◆ **Work to complete**
Repeat the lines of the data exactly, from the first one through the one that contains "the y axis.".

▼

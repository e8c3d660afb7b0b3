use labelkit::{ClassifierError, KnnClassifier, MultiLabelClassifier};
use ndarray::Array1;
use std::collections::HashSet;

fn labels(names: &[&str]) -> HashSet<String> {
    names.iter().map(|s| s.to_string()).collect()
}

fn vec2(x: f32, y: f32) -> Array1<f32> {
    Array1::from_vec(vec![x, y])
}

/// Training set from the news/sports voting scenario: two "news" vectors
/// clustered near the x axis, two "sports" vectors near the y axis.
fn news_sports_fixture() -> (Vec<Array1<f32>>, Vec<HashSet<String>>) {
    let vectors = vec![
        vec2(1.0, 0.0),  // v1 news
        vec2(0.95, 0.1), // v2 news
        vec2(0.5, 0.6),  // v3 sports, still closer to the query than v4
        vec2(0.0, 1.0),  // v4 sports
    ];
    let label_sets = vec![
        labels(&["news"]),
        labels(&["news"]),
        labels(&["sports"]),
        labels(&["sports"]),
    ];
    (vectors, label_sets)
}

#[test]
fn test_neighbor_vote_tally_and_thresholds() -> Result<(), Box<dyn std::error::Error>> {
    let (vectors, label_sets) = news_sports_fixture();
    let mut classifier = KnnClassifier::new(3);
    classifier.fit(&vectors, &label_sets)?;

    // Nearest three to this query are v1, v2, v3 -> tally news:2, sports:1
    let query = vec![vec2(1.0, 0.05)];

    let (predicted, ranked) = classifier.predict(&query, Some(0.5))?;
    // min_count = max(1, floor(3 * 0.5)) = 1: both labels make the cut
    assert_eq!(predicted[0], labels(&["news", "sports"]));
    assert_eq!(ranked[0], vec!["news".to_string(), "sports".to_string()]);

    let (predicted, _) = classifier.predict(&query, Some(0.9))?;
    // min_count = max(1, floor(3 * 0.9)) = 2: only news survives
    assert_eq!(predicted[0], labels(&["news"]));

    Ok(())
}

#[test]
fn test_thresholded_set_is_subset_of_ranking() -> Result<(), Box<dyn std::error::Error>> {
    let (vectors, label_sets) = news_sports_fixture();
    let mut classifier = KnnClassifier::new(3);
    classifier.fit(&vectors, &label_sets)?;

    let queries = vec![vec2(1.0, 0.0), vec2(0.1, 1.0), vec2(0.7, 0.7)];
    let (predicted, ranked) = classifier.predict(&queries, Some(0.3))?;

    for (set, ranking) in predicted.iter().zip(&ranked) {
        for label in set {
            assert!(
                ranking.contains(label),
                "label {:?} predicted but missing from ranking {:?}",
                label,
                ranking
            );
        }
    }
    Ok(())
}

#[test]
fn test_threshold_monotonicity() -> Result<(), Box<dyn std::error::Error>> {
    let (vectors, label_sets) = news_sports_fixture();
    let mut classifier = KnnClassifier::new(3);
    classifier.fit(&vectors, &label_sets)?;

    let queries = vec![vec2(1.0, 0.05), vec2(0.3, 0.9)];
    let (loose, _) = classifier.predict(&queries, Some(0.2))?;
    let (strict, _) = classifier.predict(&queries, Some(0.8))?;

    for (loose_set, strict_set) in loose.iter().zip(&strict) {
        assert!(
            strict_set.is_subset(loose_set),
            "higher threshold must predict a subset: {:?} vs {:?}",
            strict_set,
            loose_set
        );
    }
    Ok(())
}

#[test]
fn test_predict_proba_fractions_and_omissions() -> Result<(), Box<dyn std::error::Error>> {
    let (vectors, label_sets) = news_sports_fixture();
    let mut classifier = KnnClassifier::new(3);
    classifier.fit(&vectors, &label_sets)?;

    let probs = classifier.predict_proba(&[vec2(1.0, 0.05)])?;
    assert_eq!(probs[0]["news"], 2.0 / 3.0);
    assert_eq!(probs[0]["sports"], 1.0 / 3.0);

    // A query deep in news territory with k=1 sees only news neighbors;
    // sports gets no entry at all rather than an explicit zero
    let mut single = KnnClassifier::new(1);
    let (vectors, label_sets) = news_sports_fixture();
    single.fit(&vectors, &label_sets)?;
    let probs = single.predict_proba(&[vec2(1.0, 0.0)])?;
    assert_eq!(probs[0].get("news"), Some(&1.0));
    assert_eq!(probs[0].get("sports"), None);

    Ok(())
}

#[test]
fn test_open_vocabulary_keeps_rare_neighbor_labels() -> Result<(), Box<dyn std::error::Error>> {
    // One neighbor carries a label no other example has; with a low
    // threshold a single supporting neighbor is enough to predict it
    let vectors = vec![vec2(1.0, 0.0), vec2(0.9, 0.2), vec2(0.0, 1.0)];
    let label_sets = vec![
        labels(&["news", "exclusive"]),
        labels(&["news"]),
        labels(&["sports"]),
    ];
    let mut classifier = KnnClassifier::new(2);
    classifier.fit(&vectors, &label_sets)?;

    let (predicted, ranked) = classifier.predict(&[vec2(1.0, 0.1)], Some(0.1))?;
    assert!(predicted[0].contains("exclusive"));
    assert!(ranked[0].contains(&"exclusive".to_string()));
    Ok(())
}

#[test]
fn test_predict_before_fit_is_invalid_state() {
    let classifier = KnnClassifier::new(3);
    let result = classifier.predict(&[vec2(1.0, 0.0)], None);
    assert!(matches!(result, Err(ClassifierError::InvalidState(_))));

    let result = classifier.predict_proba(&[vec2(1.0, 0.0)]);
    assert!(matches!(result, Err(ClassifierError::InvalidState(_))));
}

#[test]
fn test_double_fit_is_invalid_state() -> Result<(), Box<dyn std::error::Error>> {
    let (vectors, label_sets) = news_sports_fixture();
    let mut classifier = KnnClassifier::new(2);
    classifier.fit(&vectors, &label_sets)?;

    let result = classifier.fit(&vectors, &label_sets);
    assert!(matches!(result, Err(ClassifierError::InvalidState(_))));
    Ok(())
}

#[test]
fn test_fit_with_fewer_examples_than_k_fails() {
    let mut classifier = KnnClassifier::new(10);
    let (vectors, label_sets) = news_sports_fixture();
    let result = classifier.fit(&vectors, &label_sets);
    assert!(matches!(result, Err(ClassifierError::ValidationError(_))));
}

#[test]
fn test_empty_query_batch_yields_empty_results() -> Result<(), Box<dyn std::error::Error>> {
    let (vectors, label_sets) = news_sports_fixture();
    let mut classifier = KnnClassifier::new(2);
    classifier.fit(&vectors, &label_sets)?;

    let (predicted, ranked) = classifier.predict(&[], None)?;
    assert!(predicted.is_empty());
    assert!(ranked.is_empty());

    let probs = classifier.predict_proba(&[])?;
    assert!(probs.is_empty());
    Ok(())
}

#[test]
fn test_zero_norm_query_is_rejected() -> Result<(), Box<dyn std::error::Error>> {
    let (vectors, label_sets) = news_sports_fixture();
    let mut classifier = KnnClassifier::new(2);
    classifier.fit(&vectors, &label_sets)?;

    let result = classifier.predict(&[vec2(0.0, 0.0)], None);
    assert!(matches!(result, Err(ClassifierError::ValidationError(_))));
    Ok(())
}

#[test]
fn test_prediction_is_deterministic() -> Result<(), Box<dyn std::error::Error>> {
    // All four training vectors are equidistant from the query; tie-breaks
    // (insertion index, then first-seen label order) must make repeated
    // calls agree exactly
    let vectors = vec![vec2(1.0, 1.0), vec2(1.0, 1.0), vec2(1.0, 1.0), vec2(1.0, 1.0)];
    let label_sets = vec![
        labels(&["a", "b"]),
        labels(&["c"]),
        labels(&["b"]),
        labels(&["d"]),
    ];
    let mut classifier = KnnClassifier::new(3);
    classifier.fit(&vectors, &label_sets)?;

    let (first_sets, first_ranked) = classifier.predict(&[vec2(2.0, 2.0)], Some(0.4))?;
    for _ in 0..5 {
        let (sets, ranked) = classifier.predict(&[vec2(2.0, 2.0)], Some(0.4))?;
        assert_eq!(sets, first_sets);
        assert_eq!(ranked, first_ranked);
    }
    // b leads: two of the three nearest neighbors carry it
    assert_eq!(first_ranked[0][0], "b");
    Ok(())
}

▲

◆ **Solution to this exercise**
repository e8c3d660afb7b0b3
use labelkit::{ClassifierError, KnnClassifier, MultiLabelClassifier};
use ndarray::Array1;
use std::collections::HashSet;

fn labels(names: &[&str]) -> HashSet<String> {
    names.iter().map(|s| s.to_string()).collect()
}

fn vec2(x: f32, y: f32) -> Array1<f32> {
    Array1::from_vec(vec![x, y])
}

/// Training set from the news/sports voting scenario: two "news" vectors
/// clustered near the x axis, two "sports" vectors near the y axis.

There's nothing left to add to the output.